====== Data to examine
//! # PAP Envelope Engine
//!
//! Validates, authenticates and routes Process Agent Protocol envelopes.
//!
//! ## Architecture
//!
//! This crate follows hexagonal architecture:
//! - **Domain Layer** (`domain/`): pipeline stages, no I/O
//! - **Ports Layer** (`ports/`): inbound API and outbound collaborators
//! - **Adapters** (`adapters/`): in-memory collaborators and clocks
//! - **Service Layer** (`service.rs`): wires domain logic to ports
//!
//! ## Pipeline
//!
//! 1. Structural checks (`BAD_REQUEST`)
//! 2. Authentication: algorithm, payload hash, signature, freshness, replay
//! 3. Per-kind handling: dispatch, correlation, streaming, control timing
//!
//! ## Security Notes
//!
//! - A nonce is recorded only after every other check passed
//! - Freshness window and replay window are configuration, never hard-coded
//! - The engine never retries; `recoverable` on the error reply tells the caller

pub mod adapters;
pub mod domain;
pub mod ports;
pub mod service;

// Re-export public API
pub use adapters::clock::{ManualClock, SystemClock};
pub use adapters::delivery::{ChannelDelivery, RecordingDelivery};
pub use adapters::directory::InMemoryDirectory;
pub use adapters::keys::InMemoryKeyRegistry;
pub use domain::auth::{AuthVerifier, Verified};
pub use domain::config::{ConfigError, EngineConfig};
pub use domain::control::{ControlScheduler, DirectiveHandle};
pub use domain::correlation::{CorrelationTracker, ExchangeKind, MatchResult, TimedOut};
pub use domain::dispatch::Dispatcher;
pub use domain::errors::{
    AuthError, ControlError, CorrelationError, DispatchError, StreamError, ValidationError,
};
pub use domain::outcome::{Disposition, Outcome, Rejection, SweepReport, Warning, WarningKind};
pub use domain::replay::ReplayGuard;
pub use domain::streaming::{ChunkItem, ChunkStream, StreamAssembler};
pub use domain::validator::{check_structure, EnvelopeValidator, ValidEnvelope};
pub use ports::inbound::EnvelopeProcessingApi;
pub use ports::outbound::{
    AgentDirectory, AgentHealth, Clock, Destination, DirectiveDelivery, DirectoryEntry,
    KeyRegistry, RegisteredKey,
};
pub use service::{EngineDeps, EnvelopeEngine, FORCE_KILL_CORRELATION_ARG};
============
====== Data to examine
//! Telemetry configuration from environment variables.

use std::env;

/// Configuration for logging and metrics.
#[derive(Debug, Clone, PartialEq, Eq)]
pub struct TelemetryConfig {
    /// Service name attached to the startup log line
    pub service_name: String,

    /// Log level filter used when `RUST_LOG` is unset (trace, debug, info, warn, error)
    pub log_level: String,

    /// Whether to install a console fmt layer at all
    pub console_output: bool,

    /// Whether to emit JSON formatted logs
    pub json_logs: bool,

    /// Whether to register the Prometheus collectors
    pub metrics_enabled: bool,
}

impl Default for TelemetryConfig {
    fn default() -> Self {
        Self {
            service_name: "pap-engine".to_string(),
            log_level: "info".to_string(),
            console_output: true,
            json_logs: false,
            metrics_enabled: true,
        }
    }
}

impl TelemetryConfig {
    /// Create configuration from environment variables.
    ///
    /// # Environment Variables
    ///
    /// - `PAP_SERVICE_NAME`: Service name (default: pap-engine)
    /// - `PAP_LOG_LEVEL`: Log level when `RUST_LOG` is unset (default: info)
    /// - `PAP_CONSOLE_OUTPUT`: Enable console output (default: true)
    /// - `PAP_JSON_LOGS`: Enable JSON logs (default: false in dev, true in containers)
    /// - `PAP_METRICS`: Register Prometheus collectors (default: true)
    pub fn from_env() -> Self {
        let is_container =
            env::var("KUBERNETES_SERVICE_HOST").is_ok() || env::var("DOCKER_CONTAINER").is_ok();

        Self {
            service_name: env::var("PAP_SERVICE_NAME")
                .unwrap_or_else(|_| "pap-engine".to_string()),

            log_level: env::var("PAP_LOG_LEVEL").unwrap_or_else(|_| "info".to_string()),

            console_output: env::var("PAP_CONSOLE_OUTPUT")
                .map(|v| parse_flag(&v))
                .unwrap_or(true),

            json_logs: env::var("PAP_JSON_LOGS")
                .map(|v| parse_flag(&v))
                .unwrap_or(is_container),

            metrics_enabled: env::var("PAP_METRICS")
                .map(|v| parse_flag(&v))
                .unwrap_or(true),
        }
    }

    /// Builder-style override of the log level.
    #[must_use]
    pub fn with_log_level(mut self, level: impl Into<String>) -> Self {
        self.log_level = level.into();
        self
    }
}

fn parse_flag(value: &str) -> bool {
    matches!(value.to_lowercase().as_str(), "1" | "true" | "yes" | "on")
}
============
Lines with "true": find them in the data and copy each one.

            console_output: true,
            metrics_enabled: true,
    /// - `PAP_CONSOLE_OUTPUT`: Enable console output (default: true)
    /// - `PAP_JSON_LOGS`: Enable JSON logs (default: false in dev, true in containers)
    /// - `PAP_METRICS`: Register Prometheus collectors (default: true)
                .unwrap_or(true),
                .unwrap_or(true),
    matches!(value.to_lowercase().as_str(), "1" | "true" | "yes" | "on")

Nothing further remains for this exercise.